Assignment: Can you return the records below exactly as they stand, but only from the first line through the one with "compilata dalle opzioni"?

#### Record extracts ####

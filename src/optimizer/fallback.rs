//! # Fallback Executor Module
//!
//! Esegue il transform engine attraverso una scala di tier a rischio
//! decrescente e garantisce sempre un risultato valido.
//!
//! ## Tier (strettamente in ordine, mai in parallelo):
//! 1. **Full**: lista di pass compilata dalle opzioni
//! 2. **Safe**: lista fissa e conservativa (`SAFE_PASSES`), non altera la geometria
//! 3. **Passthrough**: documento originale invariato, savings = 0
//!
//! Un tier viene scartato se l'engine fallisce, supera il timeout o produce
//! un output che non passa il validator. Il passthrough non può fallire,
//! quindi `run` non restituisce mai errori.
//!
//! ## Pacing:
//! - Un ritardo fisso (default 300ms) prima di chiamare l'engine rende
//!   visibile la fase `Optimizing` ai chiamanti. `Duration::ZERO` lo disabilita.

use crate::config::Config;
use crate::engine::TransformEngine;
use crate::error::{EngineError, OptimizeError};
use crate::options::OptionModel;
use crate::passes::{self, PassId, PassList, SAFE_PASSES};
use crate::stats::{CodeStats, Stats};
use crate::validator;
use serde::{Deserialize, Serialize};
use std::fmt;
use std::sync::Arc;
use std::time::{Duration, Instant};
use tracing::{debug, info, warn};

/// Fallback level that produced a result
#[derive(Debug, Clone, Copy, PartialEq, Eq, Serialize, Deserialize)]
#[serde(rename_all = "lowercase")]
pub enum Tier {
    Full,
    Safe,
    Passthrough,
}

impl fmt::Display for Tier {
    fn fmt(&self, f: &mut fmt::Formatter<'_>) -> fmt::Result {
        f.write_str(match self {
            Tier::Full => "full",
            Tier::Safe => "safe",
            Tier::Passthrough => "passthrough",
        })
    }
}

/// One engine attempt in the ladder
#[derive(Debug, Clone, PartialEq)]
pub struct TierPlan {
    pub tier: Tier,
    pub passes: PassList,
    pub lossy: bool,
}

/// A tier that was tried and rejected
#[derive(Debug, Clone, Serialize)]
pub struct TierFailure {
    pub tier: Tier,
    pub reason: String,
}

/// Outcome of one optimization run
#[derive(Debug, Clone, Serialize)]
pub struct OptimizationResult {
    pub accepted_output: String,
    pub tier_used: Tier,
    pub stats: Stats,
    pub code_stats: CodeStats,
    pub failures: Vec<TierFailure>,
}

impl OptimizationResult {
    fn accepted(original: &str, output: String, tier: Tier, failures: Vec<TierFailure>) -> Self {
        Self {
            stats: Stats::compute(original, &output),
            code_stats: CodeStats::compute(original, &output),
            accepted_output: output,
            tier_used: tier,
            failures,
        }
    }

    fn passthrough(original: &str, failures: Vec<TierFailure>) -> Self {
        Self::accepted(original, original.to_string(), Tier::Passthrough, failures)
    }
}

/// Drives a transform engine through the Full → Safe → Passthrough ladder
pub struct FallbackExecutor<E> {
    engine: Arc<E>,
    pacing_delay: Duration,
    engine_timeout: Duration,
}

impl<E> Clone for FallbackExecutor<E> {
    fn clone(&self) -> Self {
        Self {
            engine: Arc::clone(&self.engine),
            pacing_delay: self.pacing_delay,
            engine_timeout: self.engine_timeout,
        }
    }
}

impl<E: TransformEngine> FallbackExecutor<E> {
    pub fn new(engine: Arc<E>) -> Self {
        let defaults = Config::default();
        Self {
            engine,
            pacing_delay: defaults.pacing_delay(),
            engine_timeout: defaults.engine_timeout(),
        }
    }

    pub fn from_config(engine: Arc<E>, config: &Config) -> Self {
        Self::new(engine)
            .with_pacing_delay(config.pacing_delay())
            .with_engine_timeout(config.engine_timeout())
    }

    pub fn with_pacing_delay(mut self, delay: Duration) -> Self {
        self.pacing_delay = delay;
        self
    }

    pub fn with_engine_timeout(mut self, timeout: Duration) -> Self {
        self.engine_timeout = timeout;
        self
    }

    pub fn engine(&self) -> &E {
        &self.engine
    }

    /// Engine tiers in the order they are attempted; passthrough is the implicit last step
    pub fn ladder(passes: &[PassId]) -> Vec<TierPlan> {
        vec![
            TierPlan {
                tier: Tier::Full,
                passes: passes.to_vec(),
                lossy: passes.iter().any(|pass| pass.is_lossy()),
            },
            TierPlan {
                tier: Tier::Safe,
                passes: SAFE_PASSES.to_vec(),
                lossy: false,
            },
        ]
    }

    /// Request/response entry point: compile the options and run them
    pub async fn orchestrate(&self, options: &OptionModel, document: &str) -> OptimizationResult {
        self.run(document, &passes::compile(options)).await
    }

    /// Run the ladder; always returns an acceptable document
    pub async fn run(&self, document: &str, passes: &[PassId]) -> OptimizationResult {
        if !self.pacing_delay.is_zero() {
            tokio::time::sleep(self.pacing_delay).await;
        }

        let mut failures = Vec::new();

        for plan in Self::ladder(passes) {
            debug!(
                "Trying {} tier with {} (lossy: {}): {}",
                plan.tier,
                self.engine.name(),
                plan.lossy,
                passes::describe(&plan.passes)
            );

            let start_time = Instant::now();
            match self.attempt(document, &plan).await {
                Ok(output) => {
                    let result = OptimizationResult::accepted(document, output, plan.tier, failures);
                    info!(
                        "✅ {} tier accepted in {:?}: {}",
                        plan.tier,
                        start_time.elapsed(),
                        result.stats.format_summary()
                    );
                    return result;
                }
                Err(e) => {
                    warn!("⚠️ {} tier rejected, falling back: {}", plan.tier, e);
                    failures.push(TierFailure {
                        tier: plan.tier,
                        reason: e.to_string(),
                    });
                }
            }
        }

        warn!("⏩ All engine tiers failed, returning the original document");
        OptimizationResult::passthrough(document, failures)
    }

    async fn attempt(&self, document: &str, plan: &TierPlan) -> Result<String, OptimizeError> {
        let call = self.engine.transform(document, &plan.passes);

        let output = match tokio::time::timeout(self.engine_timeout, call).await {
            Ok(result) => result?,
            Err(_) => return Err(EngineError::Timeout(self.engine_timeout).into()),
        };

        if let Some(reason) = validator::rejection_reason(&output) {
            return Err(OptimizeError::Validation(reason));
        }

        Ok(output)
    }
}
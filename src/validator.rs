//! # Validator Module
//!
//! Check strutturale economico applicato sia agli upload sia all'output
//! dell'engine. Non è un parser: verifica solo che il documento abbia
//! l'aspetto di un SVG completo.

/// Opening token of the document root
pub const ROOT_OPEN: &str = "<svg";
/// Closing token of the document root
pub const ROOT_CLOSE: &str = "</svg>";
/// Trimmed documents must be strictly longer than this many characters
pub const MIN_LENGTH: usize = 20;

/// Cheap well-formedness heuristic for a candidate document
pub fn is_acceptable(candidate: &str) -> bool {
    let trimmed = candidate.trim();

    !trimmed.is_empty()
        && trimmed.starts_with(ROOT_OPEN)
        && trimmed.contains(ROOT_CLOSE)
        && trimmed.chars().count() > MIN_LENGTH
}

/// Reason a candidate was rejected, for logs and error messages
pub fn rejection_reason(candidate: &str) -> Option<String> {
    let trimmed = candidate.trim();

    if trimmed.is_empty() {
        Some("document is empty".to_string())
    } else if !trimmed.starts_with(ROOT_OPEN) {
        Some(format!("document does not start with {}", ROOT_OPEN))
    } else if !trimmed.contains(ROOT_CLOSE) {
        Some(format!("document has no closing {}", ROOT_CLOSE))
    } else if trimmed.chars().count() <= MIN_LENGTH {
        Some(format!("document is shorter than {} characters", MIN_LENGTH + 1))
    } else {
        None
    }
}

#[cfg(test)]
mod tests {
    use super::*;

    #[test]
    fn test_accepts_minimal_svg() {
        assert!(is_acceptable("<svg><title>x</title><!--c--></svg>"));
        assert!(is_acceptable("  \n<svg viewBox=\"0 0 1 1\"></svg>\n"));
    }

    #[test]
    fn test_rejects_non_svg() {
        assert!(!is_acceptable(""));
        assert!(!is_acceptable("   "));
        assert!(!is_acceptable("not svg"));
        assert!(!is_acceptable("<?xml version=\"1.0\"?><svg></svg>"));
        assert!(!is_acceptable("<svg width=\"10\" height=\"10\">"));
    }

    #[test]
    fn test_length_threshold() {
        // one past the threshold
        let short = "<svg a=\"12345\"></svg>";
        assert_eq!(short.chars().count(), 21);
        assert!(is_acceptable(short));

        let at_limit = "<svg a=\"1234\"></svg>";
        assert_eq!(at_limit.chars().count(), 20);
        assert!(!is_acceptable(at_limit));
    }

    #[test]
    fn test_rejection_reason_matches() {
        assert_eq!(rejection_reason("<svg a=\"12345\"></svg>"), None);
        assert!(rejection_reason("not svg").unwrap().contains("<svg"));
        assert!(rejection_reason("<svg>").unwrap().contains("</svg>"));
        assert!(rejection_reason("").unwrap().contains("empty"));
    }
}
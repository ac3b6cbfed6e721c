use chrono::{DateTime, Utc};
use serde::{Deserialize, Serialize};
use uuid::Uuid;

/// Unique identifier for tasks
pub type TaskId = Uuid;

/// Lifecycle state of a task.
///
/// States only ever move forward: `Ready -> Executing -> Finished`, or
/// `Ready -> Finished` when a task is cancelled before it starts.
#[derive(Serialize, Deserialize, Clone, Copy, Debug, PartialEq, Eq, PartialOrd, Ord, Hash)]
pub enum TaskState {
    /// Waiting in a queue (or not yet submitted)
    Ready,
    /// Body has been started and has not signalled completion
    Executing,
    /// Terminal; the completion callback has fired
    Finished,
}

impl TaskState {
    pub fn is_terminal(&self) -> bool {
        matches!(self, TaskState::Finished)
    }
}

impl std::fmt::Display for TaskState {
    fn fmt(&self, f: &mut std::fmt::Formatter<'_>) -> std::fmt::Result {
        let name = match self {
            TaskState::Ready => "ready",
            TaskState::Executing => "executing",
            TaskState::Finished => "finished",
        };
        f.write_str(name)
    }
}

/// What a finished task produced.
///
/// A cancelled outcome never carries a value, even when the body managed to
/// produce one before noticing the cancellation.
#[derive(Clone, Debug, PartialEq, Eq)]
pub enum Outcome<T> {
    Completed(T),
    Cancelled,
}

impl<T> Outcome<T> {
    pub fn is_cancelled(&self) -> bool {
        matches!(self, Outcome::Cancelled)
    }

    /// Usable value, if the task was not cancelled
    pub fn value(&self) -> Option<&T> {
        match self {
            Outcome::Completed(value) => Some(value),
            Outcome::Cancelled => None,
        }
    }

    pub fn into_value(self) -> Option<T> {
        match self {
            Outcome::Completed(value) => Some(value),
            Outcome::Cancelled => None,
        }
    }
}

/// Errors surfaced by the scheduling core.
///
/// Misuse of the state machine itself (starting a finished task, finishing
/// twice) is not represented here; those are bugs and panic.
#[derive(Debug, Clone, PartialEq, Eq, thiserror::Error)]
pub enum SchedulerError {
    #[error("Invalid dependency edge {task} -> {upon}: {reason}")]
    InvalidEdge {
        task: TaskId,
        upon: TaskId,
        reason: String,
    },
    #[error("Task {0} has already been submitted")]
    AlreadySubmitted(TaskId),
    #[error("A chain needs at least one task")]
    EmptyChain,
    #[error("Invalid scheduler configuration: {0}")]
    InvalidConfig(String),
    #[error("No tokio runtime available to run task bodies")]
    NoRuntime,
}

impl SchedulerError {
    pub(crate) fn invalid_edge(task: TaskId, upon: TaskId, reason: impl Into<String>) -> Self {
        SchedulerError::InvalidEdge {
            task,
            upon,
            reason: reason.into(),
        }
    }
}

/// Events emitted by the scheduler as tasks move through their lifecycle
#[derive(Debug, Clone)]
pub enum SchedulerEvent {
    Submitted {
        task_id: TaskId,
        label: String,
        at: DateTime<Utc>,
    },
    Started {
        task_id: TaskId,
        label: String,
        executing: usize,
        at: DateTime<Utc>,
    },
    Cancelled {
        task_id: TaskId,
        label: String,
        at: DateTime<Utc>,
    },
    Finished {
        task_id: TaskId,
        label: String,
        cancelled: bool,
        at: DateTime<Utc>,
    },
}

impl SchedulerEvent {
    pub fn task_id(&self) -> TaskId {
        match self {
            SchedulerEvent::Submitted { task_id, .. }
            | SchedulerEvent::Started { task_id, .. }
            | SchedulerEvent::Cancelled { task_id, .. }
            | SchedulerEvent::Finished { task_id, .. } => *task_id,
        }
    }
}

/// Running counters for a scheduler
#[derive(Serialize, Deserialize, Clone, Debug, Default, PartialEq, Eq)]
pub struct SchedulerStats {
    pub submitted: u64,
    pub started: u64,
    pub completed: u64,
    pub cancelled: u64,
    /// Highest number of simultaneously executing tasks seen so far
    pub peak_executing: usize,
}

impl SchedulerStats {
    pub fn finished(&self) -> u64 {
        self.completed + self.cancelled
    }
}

####

The completed task:
filename src/optimizer/fallback.rs
//! # Fallback Executor Module
//!
//! Esegue il transform engine attraverso una scala di tier a rischio
//! decrescente e garantisce sempre un risultato valido.
//!
//! ## Tier (strettamente in ordine, mai in parallelo):
//! 1. **Full**: lista di pass compilata dalle opzioni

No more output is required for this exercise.